# Given records:
**********
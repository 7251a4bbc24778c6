//! Shared test utilities for pathway integration tests.
//!
//! Provides a PostgreSQL instance shared across tests. Each test gets its
//! own database within the instance.
//!
//! Two modes:
//! - **`PATHWAY_TEST_PG_URL`** set: use the external server directly. No
//!   testcontainers overhead per process.
//! - **No env var** (`cargo test`): spin up a container via testcontainers,
//!   shared per binary through a `OnceCell`.
//!
//! [`MemoryStore`] backs tests that exercise the synchronization core
//! without a database.

pub mod memory;

use std::sync::Arc;
use std::time::Duration;

use sqlx::postgres::PgPoolOptions;
use sqlx::{Executor, PgPool};
use testcontainers::ContainerAsync;
use testcontainers::ImageExt;
use testcontainers::runners::AsyncRunner;
use testcontainers_modules::postgres::Postgres;
use tokio::sync::OnceCell;
use uuid::Uuid;

use pathway_core::store::{PgStore, Stores};
use pathway_db::pool;

pub use memory::MemoryStore;

/// Shared container state: base URL and optional container handle (kept alive).
struct SharedPg {
    base_url: String,
    /// Held to keep the container alive. `None` when using an external URL.
    _container: Option<ContainerAsync<Postgres>>,
}

/// Lazily-initialized shared PostgreSQL.
static SHARED_PG: OnceCell<SharedPg> = OnceCell::const_new();

async fn init_shared_pg() -> SharedPg {
    if let Ok(url) = std::env::var("PATHWAY_TEST_PG_URL") {
        return SharedPg {
            base_url: url,
            _container: None,
        };
    }

    let container = Postgres::default()
        .with_tag("17")
        .start()
        .await
        .expect("failed to start PostgreSQL container");

    let host = container.get_host().await.expect("failed to get host");
    let port = container
        .get_host_port_ipv4(5432)
        .await
        .expect("failed to get mapped port");

    SharedPg {
        base_url: format!("postgresql://postgres:postgres@{host}:{port}"),
        _container: Some(container),
    }
}

/// Base URL for the shared PostgreSQL (server root, no database name).
pub async fn pg_url() -> &'static str {
    let shared = SHARED_PG.get_or_init(init_shared_pg).await;
    &shared.base_url
}

async fn maintenance_pool(base_url: &str) -> PgPool {
    PgPoolOptions::new()
        .max_connections(1)
        .acquire_timeout(Duration::from_secs(30))
        .connect(&format!("{base_url}/postgres"))
        .await
        .expect("failed to connect to maintenance database")
}

/// Create a temporary database with migrations applied.
///
/// Returns `(pool, db_name)`. Call [`drop_test_db`] with the returned
/// `db_name` when the test is done.
pub async fn create_test_db() -> (PgPool, String) {
    let base_url = pg_url().await;

    let maint_pool = maintenance_pool(base_url).await;
    let db_name = format!("pathway_test_{}", Uuid::new_v4().simple());
    maint_pool
        .execute(format!("CREATE DATABASE {db_name}").as_str())
        .await
        .unwrap_or_else(|e| panic!("failed to create temp database {db_name}: {e}"));
    maint_pool.close().await;

    let temp_pool = PgPoolOptions::new()
        .max_connections(16)
        .acquire_timeout(Duration::from_secs(30))
        .connect(&format!("{base_url}/{db_name}"))
        .await
        .unwrap_or_else(|e| panic!("failed to connect to temp database {db_name}: {e}"));

    pool::run_migrations(&temp_pool)
        .await
        .expect("migrations should succeed");

    (temp_pool, db_name)
}

/// Terminate connections to a temporary database and drop it. Safe to call
/// when the database is already gone.
pub async fn drop_test_db(db_name: &str) {
    let maint_pool = maintenance_pool(pg_url().await).await;

    let terminate = format!(
        "SELECT pg_terminate_backend(pid) \
         FROM pg_stat_activity \
         WHERE datname = '{db_name}' AND pid <> pg_backend_pid()"
    );
    let _ = maint_pool.execute(terminate.as_str()).await;

    let _ = maint_pool
        .execute(format!("DROP DATABASE IF EXISTS {db_name}").as_str())
        .await;
    maint_pool.close().await;
}

/// All three stores over a test pool.
pub fn pg_stores(pool: &PgPool) -> Stores {
    Stores::from_backend(Arc::new(PgStore::new(pool.clone())))
}

/// All three stores over one fresh in-memory backend, returned alongside
/// the backend for failure injection and call counting.
pub fn memory_stores() -> (Arc<MemoryStore>, Stores) {
    let backend = Arc::new(MemoryStore::new());
    let stores = Stores::from_backend(backend.clone());
    (backend, stores)
}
**********
# Work instruction:
Output the full listing exactly as it stands.

# Reply to the exercise:
repository 7251a4bbc24778c6
//! Shared test utilities for pathway integration tests.
//!
//! Provides a PostgreSQL instance shared across tests. Each test gets its
//! own database within the instance.
//!
//! Two modes:
//! - **`PATHWAY_TEST_PG_URL`** set: use the external server directly. No
//!   testcontainers overhead per process.
//! - **No env var** (`cargo test`): spin up a container via testcontainers,
//!   shared per binary through a `OnceCell`.
//!
//! [`MemoryStore`] backs tests that exercise the synchronization core
//! without a database.

pub mod memory;

use std::sync::Arc;
use std::time::Duration;

use sqlx::postgres::PgPoolOptions;
use sqlx::{Executor, PgPool};
use testcontainers::ContainerAsync;
use testcontainers::ImageExt;
use testcontainers::runners::AsyncRunner;
use testcontainers_modules::postgres::Postgres;
use tokio::sync::OnceCell;
use uuid::Uuid;

use pathway_core::store::{PgStore, Stores};
use pathway_db::pool;

pub use memory::MemoryStore;

/// Shared container state: base URL and optional container handle (kept alive).
struct SharedPg {
    base_url: String,
    /// Held to keep the container alive. `None` when using an external URL.
    _container: Option<ContainerAsync<Postgres>>,
}

/// Lazily-initialized shared PostgreSQL.
static SHARED_PG: OnceCell<SharedPg> = OnceCell::const_new();

async fn init_shared_pg() -> SharedPg {
    if let Ok(url) = std::env::var("PATHWAY_TEST_PG_URL") {
        return SharedPg {
            base_url: url,
            _container: None,
        };
    }

    let container = Postgres::default()
        .with_tag("17")
        .start()
        .await
        .expect("failed to start PostgreSQL container");

    let host = container.get_host().await.expect("failed to get host");
    let port = container
        .get_host_port_ipv4(5432)
        .await
        .expect("failed to get mapped port");

    SharedPg {
        base_url: format!("postgresql://postgres:postgres@{host}:{port}"),
        _container: Some(container),
    }
}

/// Base URL for the shared PostgreSQL (server root, no database name).
pub async fn pg_url() -> &'static str {
    let shared = SHARED_PG.get_or_init(init_shared_pg).await;
    &shared.base_url
}

async fn maintenance_pool(base_url: &str) -> PgPool {
    PgPoolOptions::new()
        .max_connections(1)
        .acquire_timeout(Duration::from_secs(30))
        .connect(&format!("{base_url}/postgres"))
        .await
        .expect("failed to connect to maintenance database")
}

/// Create a temporary database with migrations applied.
///
/// Returns `(pool, db_name)`. Call [`drop_test_db`] with the returned
/// `db_name` when the test is done.
pub async fn create_test_db() -> (PgPool, String) {
    let base_url = pg_url().await;

    let maint_pool = maintenance_pool(base_url).await;
    let db_name = format!("pathway_test_{}", Uuid::new_v4().simple());
    maint_pool
        .execute(format!("CREATE DATABASE {db_name}").as_str())
        .await
        .unwrap_or_else(|e| panic!("failed to create temp database {db_name}: {e}"));
    maint_pool.close().await;

    let temp_pool = PgPoolOptions::new()
        .max_connections(16)
        .acquire_timeout(Duration::from_secs(30))
        .connect(&format!("{base_url}/{db_name}"))
        .await
        .unwrap_or_else(|e| panic!("failed to connect to temp database {db_name}: {e}"));

    pool::run_migrations(&temp_pool)
        .await
        .expect("migrations should succeed");

    (temp_pool, db_name)
}

/// Terminate connections to a temporary database and drop it. Safe to call
/// when the database is already gone.
pub async fn drop_test_db(db_name: &str) {
    let maint_pool = maintenance_pool(pg_url().await).await;

    let terminate = format!(
        "SELECT pg_terminate_backend(pid) \
         FROM pg_stat_activity \
         WHERE datname = '{db_name}' AND pid <> pg_backend_pid()"
    );
    let _ = maint_pool.execute(terminate.as_str()).await;

    let _ = maint_pool
        .execute(format!("DROP DATABASE IF EXISTS {db_name}").as_str())
        .await;
    maint_pool.close().await;
}

/// All three stores over a test pool.
pub fn pg_stores(pool: &PgPool) -> Stores {
    Stores::from_backend(Arc::new(PgStore::new(pool.clone())))
}

/// All three stores over one fresh in-memory backend, returned alongside
/// the backend for failure injection and call counting.
pub fn memory_stores() -> (Arc<MemoryStore>, Stores) {
    let backend = Arc::new(MemoryStore::new());
    let stores = Stores::from_backend(backend.clone());
    (backend, stores)
}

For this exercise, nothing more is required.